__What is required__
Please repeat the listing exactly, starting at its first line and stopping after the line that contains "pub fn set_info(&mut".
#### Information supplied
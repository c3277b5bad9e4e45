//! Panels of the seeding dashboard

use ratatui::layout::Rect;
use ratatui::style::{Color, Modifier, Style};
use ratatui::text::{Line, Span};
use ratatui::widgets::{Block, Borders, Gauge, List, ListItem, Paragraph};
use ratatui::Frame;
use std::collections::VecDeque;

use super::{Phase, Progress};

/// Current phase and a one-line detail
pub struct StatusPanel {
    phase: Phase,
    info: String,
}

impl StatusPanel {
    pub fn new() -> Self {
        Self {
            phase: Phase::Connecting,
            info: String::new(),
        }
    }

    pub fn set_phase(&mut self, phase: Phase) {
        self.phase = phase;
    }

    pub fn set_info(&mut self, info: impl Into<String>) {
        self.info = info.into();
    }

    pub fn render(&self, frame: &mut Frame, area: Rect) {
        let color = if self.phase == Phase::Complete {
            Color::Green
        } else {
            Color::Cyan
        };
        let phase_style = Style::default().fg(color).add_modifier(Modifier::BOLD);

        let lines = vec![
            Line::from(vec![
                Span::styled(format!(" {} ", self.phase.symbol()), phase_style),
                Span::styled(self.phase.to_string(), phase_style),
            ]),
            Line::from(""),
            Line::from(vec![
                Span::raw("   "),
                Span::styled(&self.info, Style::default().fg(Color::Gray)),
            ]),
        ];

        let block = Block::default()
            .borders(Borders::ALL)
            .title(" Golf Catalog Seeder ")
            .border_style(Style::default().fg(Color::Green));

        frame.render_widget(Paragraph::new(lines).block(block), area);
    }
}

pub struct ProgressPanel {
    progress: Option<Progress>,
}

impl ProgressPanel {
    pub fn new() -> Self {
        Self { progress: None }
    }

    pub fn set_progress(&mut self, progress: Progress) {
        self.progress = Some(progress);
    }

    pub fn clear(&mut self) {
        self.progress = None;
    }

    pub fn render(&self, frame: &mut Frame, area: Rect) {
        let block = Block::default()
            .borders(Borders::LEFT | Borders::RIGHT)
            .border_style(Style::default().fg(Color::Green));

        match &self.progress {
            Some(progress) => {
                let gauge = Gauge::default()
                    .block(block)
                    .gauge_style(Style::default().fg(Color::Cyan).bg(Color::DarkGray))
                    .ratio(progress.ratio().min(1.0))
                    .label(progress.describe());
                frame.render_widget(gauge, area);
            }
            None => frame.render_widget(Paragraph::new("").block(block), area),
        }
    }
}

/// Bounded history of log lines, newest highlighted
pub struct LogPanel {
    entries: VecDeque<String>,
    max_entries: usize,
}

impl LogPanel {
    pub fn new() -> Self {
        Self {
            entries: VecDeque::new(),
            max_entries: 200,
        }
    }

    pub fn add(&mut self, message: impl Into<String>) {
        self.entries.push_back(message.into());
        while self.entries.len() > self.max_entries {
            self.entries.pop_front();
        }
    }

    pub fn len(&self) -> usize {
        self.entries.len()
    }

    pub fn render(&self, frame: &mut Frame, area: Rect) {
        let block = Block::default()
            .borders(Borders::ALL)
            .title(" Activity ")
            .border_style(Style::default().fg(Color::Green));

        let visible = area.height.saturating_sub(2) as usize;
        let start = self.entries.len().saturating_sub(visible);
        let last = self.entries.len().saturating_sub(1);

        let items: Vec<ListItem> = self
            .entries
            .iter()
            .enumerate()
            .skip(start)
            .map(|(i, entry)| {
                let style = if i == last {
                    Style::default().fg(Color::White)
                } else {
                    Style::default().fg(Color::DarkGray)
                };
                ListItem::new(Span::styled(format!(" {}", entry), style))
            })
            .collect();

        frame.render_widget(List::new(items).block(block), area);
    }
}
use anyhow::{Context, Result};
use encoding_rs::Encoding;
use serde::Deserialize;
use std::path::Path;

use super::normalize::{extract_city, extract_region};
use crate::schema::{parse_coordinate, Region};

/// Status label of facilities that are currently open
pub const OPERATING_STATUS: &str = "영업중";

/// Raw row of the government golf facility export
#[derive(Debug, Deserialize)]
pub struct FacilityRow {
    #[serde(rename = "사업장명")]
    pub name: String,
    #[serde(rename = "영업상태명", default)]
    pub status: String,
    #[serde(rename = "소재지도로명주소", default)]
    pub road_address: String,
    #[serde(rename = "소재지지번주소", default)]
    pub lot_address: String,
    #[serde(rename = "WGS84위도", default)]
    pub latitude: String,
    #[serde(rename = "WGS84경도", default)]
    pub longitude: String,
}

/// An operating facility from the authoritative export
#[derive(Debug, Clone, PartialEq)]
pub struct Facility {
    pub name: String,
    pub region: Option<Region>,
    pub city: Option<String>,
    pub address: String,
    pub latitude: Option<f64>,
    pub longitude: Option<f64>,
}

impl Facility {
    /// `name (region city)`, leaving out whichever could not be resolved
    pub fn preview(&self) -> String {
        let place: Vec<&str> = self
            .region
            .map(|region| region.label())
            .into_iter()
            .chain(self.city.as_deref())
            .collect();
        format!("{} ({})", self.name, place.join(" "))
    }
}

impl FacilityRow {
    pub fn is_operating(&self) -> bool {
        self.status.trim() == OPERATING_STATUS
    }

    /// Road-name address, or the lot address when the former is blank
    pub fn address(&self) -> &str {
        let road = self.road_address.trim();
        if road.is_empty() {
            self.lot_address.trim()
        } else {
            road
        }
    }

    pub fn into_facility(self) -> Facility {
        let address = self.address().to_string();
        Facility {
            name: self.name.trim().to_string(),
            region: extract_region(&address),
            city: extract_city(&address).map(str::to_string),
            latitude: parse_coordinate(&self.latitude),
            longitude: parse_coordinate(&self.longitude),
            address,
        }
    }
}

/// Decode raw bytes with a WHATWG encoding label (`euc-kr`, `utf-8`, ...).
/// A leading BOM takes precedence over the label.
pub fn decode_text(bytes: &[u8], label: &str) -> Result<String> {
    let encoding = Encoding::for_label(label.trim().as_bytes())
        .with_context(|| format!("Unknown text encoding: {}", label))?;

    let (text, used, had_errors) = encoding.decode(bytes);
    if had_errors {
        tracing::warn!(
            encoding = used.name(),
            "input contained malformed sequences, replaced with U+FFFD"
        );
    }
    Ok(text.into_owned())
}

/// Parse decoded CSV text, keeping operating facilities only
pub fn parse_facilities(text: &str) -> Result<Vec<Facility>> {
    let mut reader = csv::ReaderBuilder::new()
        .flexible(true)
        .from_reader(text.as_bytes());

    let mut facilities = Vec::new();
    for (line, result) in reader.deserialize::<FacilityRow>().enumerate() {
        let row = result.with_context(|| format!("Failed to parse CSV row {}", line + 2))?;
        if row.is_operating() {
            facilities.push(row.into_facility());
        }
    }

    Ok(facilities)
}

/// Read and decode the export file, keeping operating facilities only
pub fn read_facilities(path: &Path, encoding: &str) -> Result<Vec<Facility>> {
    let bytes = std::fs::read(path).with_context(|| format!("Failed to read: {:?}", path))?;
    let text = decode_text(&bytes, encoding)?;
    parse_facilities(&text).with_context(|| format!("Failed to parse: {:?}", path))
}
########
__The answer__
repository c3277b5bad9e4e45
//! Panels of the seeding dashboard

use ratatui::layout::Rect;
use ratatui::style::{Color, Modifier, Style};
use ratatui::text::{Line, Span};
use ratatui::widgets::{Block, Borders, Gauge, List, ListItem, Paragraph};
use ratatui::Frame;
use std::collections::VecDeque;

use super::{Phase, Progress};

/// Current phase and a one-line detail
pub struct StatusPanel {
    phase: Phase,
    info: String,
}

impl StatusPanel {
    pub fn new() -> Self {
        Self {
            phase: Phase::Connecting,
            info: String::new(),
        }
    }

    pub fn set_phase(&mut self, phase: Phase) {
        self.phase = phase;
    }

    pub fn set_info(&mut self, info: impl Into<String>) {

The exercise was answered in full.